After graduating from the School of Pharmacy, I practiced pharmacy in a number of different settings and was exposed to a wide range of career paths. I became interested in public health and enrolled in a master’s degree program at Towson University. During my time in the program, I was able to focus on community health and health policy. However, I soon became equally curious about the field of drug development. Regulatory science was a natural fit for me, as it encompassed many of my interests. Working in this field has afforded me the opportunity to combine my pharmacy background with my interests in science and public health.
What interested you most about the MS in Regulatory Science program at the University of Maryland School of Pharmacy?
As a pharmacist, I did not have any formal training in regulatory science, so I was unfamiliar with many issues and considerations related to drug development and regulation. The MS in Regulatory Science program at the School of Pharmacy covers the major areas of drug and biologics research and development, from pre-clinical to clinical trials and beyond. It is an online program that is designed for the working professional, which allows me to attend class when it is convenient for my schedule.
Global drug development has also become more commonplace as manufacturers pattern development programs to align across multiple countries and agencies. The MS in Regulatory Science program offers insight into this emerging area of global regulatory affairs. It has a diverse student body with people from different countries and professional backgrounds coming together, which allows for different perspectives and interesting discussions. The School of Pharmacy is also located within close proximity to major government institutions, such as the FDA and the National Institutes of Health, as well as many large and small pharmaceutical research companies, which presents a number of unique learning and research experiences for students in the program.

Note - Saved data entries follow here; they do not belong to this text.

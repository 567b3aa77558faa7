//! # System Interaction Layer
//!
//! The boundary between the engine and the operating system.
//!
//! ## Modules
//!
//! - **`executor`**: spawns one shell command line, captures or streams its output,
//!   and waits for it while staying responsive to operator interrupts.
//! - **`signals`**: installs the interrupt listeners that feed the abort router.
//! - **`operator`**: reads answers from the person at the terminal.

pub mod executor;
pub mod operator;
pub mod signals;
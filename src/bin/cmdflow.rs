// src/bin/cmdflow.rs

use anyhow::{Context, Result};
use cmdflow::constants::EXIT_COMMAND_FAILURE;
use cmdflow::{Outcome, ScriptError, ScriptRunner};
use colored::Colorize;

/// Runs each argument as a shell command line, in order.
///
/// An argument of the form `[name]` opens a section that collects the commands
/// after it, up to the next `[name]`, so a failure or Ctrl+C in one group
/// does not stop the rest.
fn main() {
    env_logger::init();

    match run_cli() {
        Ok(outcome) => std::process::exit(outcome.exit_code()),
        Err(e) => {
            eprintln!("\n{}: {:#}", "Error".red().bold(), e);
            std::process::exit(EXIT_COMMAND_FAILURE);
        }
    }
}

fn run_cli() -> Result<Outcome> {
    let outcome = ScriptRunner::new("cmdflow")
        .about("Run shell commands with dry-run, confirmation and scoped interrupts.")
        .validate(|options| {
            if options.args.is_empty() {
                Err(ScriptError::invalid_arguments("no commands given"))
            } else {
                Ok(())
            }
        })
        .run(std::env::args_os(), |ctx| {
            let args = ctx.args().to_vec();
            for (name, commands) in group_by_section(&args) {
                match name {
                    Some(name) => ctx.section(name, |s| {
                        for command in &commands {
                            s.run(command)?;
                        }
                        Ok(())
                    })?,
                    None => {
                        for command in &commands {
                            ctx.run(command)?;
                        }
                    }
                }
            }
            Ok(())
        })
        .context("cmdflow could not run its commands")?;
    log::debug!("Finished with {:?}", outcome);
    Ok(outcome)
}

/// Splits the arguments into runs of commands, each optionally headed by a
/// `[section]` marker.
fn group_by_section(args: &[String]) -> Vec<(Option<&str>, Vec<&str>)> {
    let mut groups: Vec<(Option<&str>, Vec<&str>)> = vec![(None, Vec::new())];
    for arg in args {
        let marker = arg
            .strip_prefix('[')
            .and_then(|rest| rest.strip_suffix(']'));
        match marker {
            Some(name) => groups.push((Some(name), Vec::new())),
            None => {
                if let Some((_, commands)) = groups.last_mut() {
                    commands.push(arg.as_str());
                }
            }
        }
    }
    groups.retain(|(name, commands)| name.is_some() || !commands.is_empty());
    groups
}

How would you describe your experience in the program?
The program is interesting, challenging, and fast-paced. A fair amount of discipline is required to stay on track. Faculty members are very supportive and always available to answer questions or provide feedback on a project. There are lectures as well as multiple group projects and several individual projects required for each class. Students come from many different backgrounds, with some currently working as pharmacists, nurses, researchers, and legal experts, among others. This diversity makes discussions more interesting. I had the opportunity to work with students who live as far away as Malaysia. While the time difference can pose a bit of a challenge, group members are committed and willing to work together to complete assignments on time.
What are your thoughts about the coursework offered through the program?

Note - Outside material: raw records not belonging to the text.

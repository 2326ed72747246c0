mod bootstrap;
mod calendar;
mod chat;
mod health;
mod pipefy;

use anyhow::Result;
use selly_core::config::{AppConfig, LoadOptions};

fn init_logging(config: &AppConfig) {
    use selly_core::config::LogFormat::*;
    use tracing::Level;

    let log_level = config.logging.level.parse::<Level>().unwrap_or(Level::INFO);

    match config.logging.format {
        Compact => {
            tracing_subscriber::fmt().with_target(false).with_max_level(log_level).compact().init();
        }
        Pretty => {
            tracing_subscriber::fmt().with_target(false).with_max_level(log_level).pretty().init();
        }
        Json => {
            tracing_subscriber::fmt().with_target(false).with_max_level(log_level).json().init();
        }
    }
}

#[tokio::main]
async fn main() -> Result<()> {
    run().await
}

pub async fn run() -> Result<()> {
    // Load config and initialize logging before any other operations
    let config = AppConfig::load(LoadOptions::default())?;
    init_logging(&config);

    // Now bootstrap using the same config we already loaded
    let app = bootstrap::bootstrap_with_config(config).await?;

    bootstrap::spawn_session_sweeper(
        app.orchestrator.store().clone(),
        app.config.session.sweep_interval_secs,
    );

    let router =
        chat::router(app.orchestrator.clone()).merge(health::router(app.db_pool.clone()));

    let address = format!("{}:{}", app.config.server.bind_address, app.config.server.port);
    let listener = tokio::net::TcpListener::bind(&address).await?;

    tracing::info!(
        event_name = "system.server.started",
        bind_address = %address,
        "selly-server started"
    );

    axum::serve(listener, router).with_graceful_shutdown(wait_for_shutdown()).await?;

    tracing::info!(event_name = "system.server.stopping", "selly-server stopping");
    Ok(())
}

async fn wait_for_shutdown() {
    if let Err(error) = tokio::signal::ctrl_c().await {
        tracing::error!(%error, "shutdown signal listener failed");
    }
}
use std::env;
use std::fs;
use std::path::{Path, PathBuf};

use secrecy::{ExposeSecret, SecretString};
use serde::Deserialize;
use thiserror::Error;

#[derive(Clone, Debug)]
pub struct AppConfig {
    pub server: ServerConfig,
    pub database: DatabaseConfig,
    pub llm: LlmConfig,
    pub pipefy: PipefyConfig,
    pub calendar: CalendarConfig,
    pub session: SessionConfig,
    pub logging: LoggingConfig,
}

#[derive(Clone, Debug)]
pub struct ServerConfig {
    pub bind_address: String,
    pub port: u16,
}

#[derive(Clone, Debug)]
pub struct DatabaseConfig {
    pub url: String,
    pub max_connections: u32,
    pub timeout_secs: u64,
}

#[derive(Clone, Debug)]
pub struct LlmConfig {
    pub api_key: Option<SecretString>,
    pub base_url: String,
    pub model: String,
    pub timeout_secs: u64,
}

#[derive(Clone, Debug)]
pub struct PipefyConfig {
    pub api_url: String,
    pub token: Option<SecretString>,
    pub pipe_id: String,
    pub timeout_secs: u64,
}

#[derive(Clone, Debug)]
pub struct CalendarConfig {
    pub base_url: String,
    pub api_key: Option<SecretString>,
    pub event_type_id: String,
    pub timeout_secs: u64,
}

#[derive(Clone, Debug)]
pub struct SessionConfig {
    pub ttl_minutes: u64,
    pub sweep_interval_secs: u64,
}

#[derive(Clone, Debug)]
pub struct LoggingConfig {
    pub level: String,
    pub format: LogFormat,
}

#[derive(Clone, Copy, Debug, PartialEq, Eq, Deserialize)]
#[serde(rename_all = "snake_case")]
pub enum LogFormat {
    Compact,
    Pretty,
    Json,
}

impl std::str::FromStr for LogFormat {
    type Err = ConfigError;

    fn from_str(value: &str) -> Result<Self, Self::Err> {
        match value.trim().to_ascii_lowercase().as_str() {
            "compact" => Ok(Self::Compact),
            "pretty" => Ok(Self::Pretty),
            "json" => Ok(Self::Json),
            other => Err(ConfigError::Validation(format!(
                "unsupported log format `{other}` (expected compact|pretty|json)"
            ))),
        }
    }
}

#[derive(Clone, Debug, Default)]
pub struct ConfigOverrides {
    pub database_url: Option<String>,
    pub llm_api_key: Option<String>,
    pub pipefy_token: Option<String>,
    pub pipefy_pipe_id: Option<String>,
    pub calendar_base_url: Option<String>,
    pub calendar_api_key: Option<String>,
    pub session_ttl_minutes: Option<u64>,
    pub log_level: Option<String>,
}

#[derive(Clone, Debug, Default)]
pub struct LoadOptions {
    pub config_path: Option<PathBuf>,
    pub require_file: bool,
    pub overrides: ConfigOverrides,
}

#[derive(Debug, Error)]
pub enum ConfigError {
    #[error("could not read config file `{path}`: {source}")]
    ReadFile { path: PathBuf, source: std::io::Error },
    #[error("could not parse config file `{path}`: {source}")]
    ParseFile { path: PathBuf, source: toml::de::Error },
    #[error("required config file was not found: `{0}`")]
    MissingConfigFile(PathBuf),
    #[error("invalid environment override for `{key}`: `{value}`")]
    InvalidEnvOverride { key: String, value: String },
    #[error("configuration validation failed: {0}")]
    Validation(String),
}

impl Default for AppConfig {
    fn default() -> Self {
        Self {
            server: ServerConfig { bind_address: "127.0.0.1".to_string(), port: 8000 },
            database: DatabaseConfig {
                url: "sqlite://selly.db".to_string(),
                max_connections: 5,
                timeout_secs: 30,
            },
            llm: LlmConfig {
                api_key: None,
                base_url: "https://generativelanguage.googleapis.com/v1beta".to_string(),
                model: "gemini-2.0-flash".to_string(),
                timeout_secs: 60,
            },
            pipefy: PipefyConfig {
                api_url: "https://api.pipefy.com/graphql".to_string(),
                token: None,
                pipe_id: String::new(),
                timeout_secs: 30,
            },
            calendar: CalendarConfig {
                base_url: String::new(),
                api_key: None,
                event_type_id: "3758694".to_string(),
                timeout_secs: 30,
            },
            session: SessionConfig { ttl_minutes: 30, sweep_interval_secs: 300 },
            logging: LoggingConfig { level: "info".to_string(), format: LogFormat::Compact },
        }
    }
}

The lectures are interesting and the coursework is challenging, but manageable. There is a teleconference following every module that provides the opportunity for students to ask questions of instructors about the presentations. Blackboard’s collaborate function also makes it easy to communicate with other students and the course managers. The professors are knowledgeable, and I learned a great deal from my time in the program. We explored a number of areas in which I previously had little experience, such as chemical properties that affect drug design and genome research.

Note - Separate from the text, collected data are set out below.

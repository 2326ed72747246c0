use std::sync::Arc;

use selly_agent::gemini::GeminiClient;
use selly_agent::llm::LlmError;
use selly_agent::orchestrator::TurnOrchestrator;
use selly_agent::prompt::{system_prompt, PRODUCT_DESCRIPTION};
use selly_agent::sessions::SessionStore;
use selly_agent::tools::{ProviderError, ToolDispatcher};
use selly_core::config::{AppConfig, ConfigError, LoadOptions};
use selly_db::{connect, migrations, DbPool, SqlConversationLog, SqlLeadRepository};
use thiserror::Error;
use tracing::{debug, info};

use crate::calendar::CalendarClient;
use crate::pipefy::PipefyClient;

pub struct Application {
    pub config: AppConfig,
    pub db_pool: DbPool,
    pub orchestrator: Arc<TurnOrchestrator>,
}

#[derive(Debug, Error)]
pub enum BootstrapError {
    #[error(transparent)]
    Config(#[from] ConfigError),
    #[error("database connection failed: {0}")]
    DatabaseConnect(#[source] sqlx::Error),
    #[error("database migration failed: {0}")]
    Migration(#[source] sqlx::migrate::MigrateError),
    #[error("llm client setup failed: {0}")]
    Llm(#[source] LlmError),
    #[error("integration client setup failed: {0}")]
    Provider(#[source] ProviderError),
}

pub async fn bootstrap(options: LoadOptions) -> Result<Application, BootstrapError> {
    let config = AppConfig::load(options)?;
    bootstrap_with_config(config).await
}

pub async fn bootstrap_with_config(config: AppConfig) -> Result<Application, BootstrapError> {
    info!(event_name = "system.bootstrap.start", "starting application bootstrap");

    let db_pool = connect(&config.database).await.map_err(BootstrapError::DatabaseConnect)?;
    info!(event_name = "system.bootstrap.database_connected", "database connection established");

    migrations::run_pending(&db_pool).await.map_err(BootstrapError::Migration)?;
    info!(event_name = "system.bootstrap.migrations_applied", "database migrations applied");

    let llm = Arc::new(GeminiClient::from_config(&config.llm).map_err(BootstrapError::Llm)?);
    let cards =
        Arc::new(PipefyClient::from_config(&config.pipefy).map_err(BootstrapError::Provider)?);
    let calendar =
        Arc::new(CalendarClient::from_config(&config.calendar).map_err(BootstrapError::Provider)?);

    let ttl = chrono::Duration::minutes(config.session.ttl_minutes as i64);
    let store = Arc::new(SessionStore::new(ttl));

    let orchestrator = Arc::new(TurnOrchestrator::new(
        llm,
        ToolDispatcher::new(cards, calendar),
        store,
        Arc::new(SqlConversationLog::new(db_pool.clone())),
        Arc::new(SqlLeadRepository::new(db_pool.clone())),
        system_prompt(PRODUCT_DESCRIPTION),
    ));
    info!(
        event_name = "system.bootstrap.ready",
        model = %config.llm.model,
        session_ttl_minutes = config.session.ttl_minutes,
        "application wired"
    );

    Ok(Application { config, db_pool, orchestrator })
}

/// Periodic eviction of expired sessions; complements the eviction-on-access
/// path so abandoned conversations do not accumulate.
pub fn spawn_session_sweeper(store: Arc<SessionStore>, interval_secs: u64) {
    tokio::spawn(async move {
        let mut ticker = tokio::time::interval(std::time::Duration::from_secs(interval_secs));
        // The first tick fires immediately; skip it so startup stays quiet.
        ticker.tick().await;
        loop {
            ticker.tick().await;
            let evicted = store.sweep_expired().await;
            debug!(event_name = "system.sessions.sweep", evicted, "session sweep completed");
        }
    });
}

How do you believe the program has helped you take your career to the next level?
I have always had an interest in regulatory policy, and within the past year, I have been afforded the opportunity to work on several projects aimed at improving and developing policy related to drug development. My experiences in the MS in Regulatory Science program provided an excellent foundation for my work on these projects, as well as the confidence needed to pursue my career goals.
What is your advice to prospective students who might be thinking about applying to this program?
A career in regulatory science is very rewarding; however, prospective students should consider their personal goals and objectives. This program is designed to further the career and interests of individuals interested in regulatory science and drug and biologics development. It is a great way for students to stay abreast of new tools and practices related to drug and biologics regulation. Students will leave the program with confidence, knowing that they have the skills necessary for a career in government or industry.
If you have specific questions about the program, I recommend attending a virtual open house. You will find that many of your questions are addressed during the presentation. In addition, the program managers and the professors are very responsive and helpful with any questions or concerns that students may have before starting of the program and during the semester.